● What to work on
The response should be an exact copy of every record.

#### Source records ####

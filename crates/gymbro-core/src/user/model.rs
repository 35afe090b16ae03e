//! Personal-record domain model.

use serde::{Deserialize, Serialize};

/// A user's best historical set for one exercise.
///
/// `reps` is the rep count achieved at `max_weight`. Written only when a
/// session's best set strictly improves on it; never deleted.
#[derive(Debug, Clone, PartialEq, Eq, Serialize, Deserialize)]
pub struct Max {
    pub user_id: String,
    pub exercise_id: i64,
    pub max_weight: i64,
    pub reps: i64,
}

impl Max {
    pub fn new(user_id: &str, exercise_id: i64, max_weight: i64, reps: i64) -> Self {
        Self {
            user_id: user_id.to_string(),
            exercise_id,
            max_weight,
            reps,
        }
    }
}
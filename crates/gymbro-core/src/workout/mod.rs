//! Workout history domain module.
//!
//! # Module Structure
//!
//! - `model`: Completed workout model (`Workout`)
//! - `repository`: Repository trait for the history store

mod model;
mod repository;

// Re-export public API
pub use model::Workout;
pub use repository::WorkoutRepository;
//! Storage layer for atomic file operations.

mod atomic_json;

pub use atomic_json::AtomicJsonFile;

####

● Written reply
filename crates/gymbro-core/src/user/model.rs
repository 35afe090b16ae03e
//! Personal-record domain model.

use serde::{Deserialize, Serialize};

/// A user's best historical set for one exercise.
///
/// `reps` is the rep count achieved at `max_weight`. Written only when a
/// session's best set strictly improves on it; never deleted.
#[derive(Debug, Clone, PartialEq, Eq, Serialize, Deserialize)]
pub struct Max {
    pub user_id: String,
    pub exercise_id: i64,
    pub max_weight: i64,
    pub reps: i64,
}

impl Max {
    pub fn new(user_id: &str, exercise_id: i64, max_weight: i64, reps: i64) -> Self {
        Self {
            user_id: user_id.to_string(),
            exercise_id,
            max_weight,
            reps,
        }
    }
}
filename crates/gymbro-core/src/workout/mod.rs
//! Workout history domain module.
//!
//! # Module Structure
//!
//! - `model`: Completed workout model (`Workout`)
//! - `repository`: Repository trait for the history store

mod model;
mod repository;

// Re-export public API
pub use model::Workout;
pub use repository::WorkoutRepository;
//! Storage layer for atomic file operations.

mod atomic_json;

pub use atomic_json::AtomicJsonFile;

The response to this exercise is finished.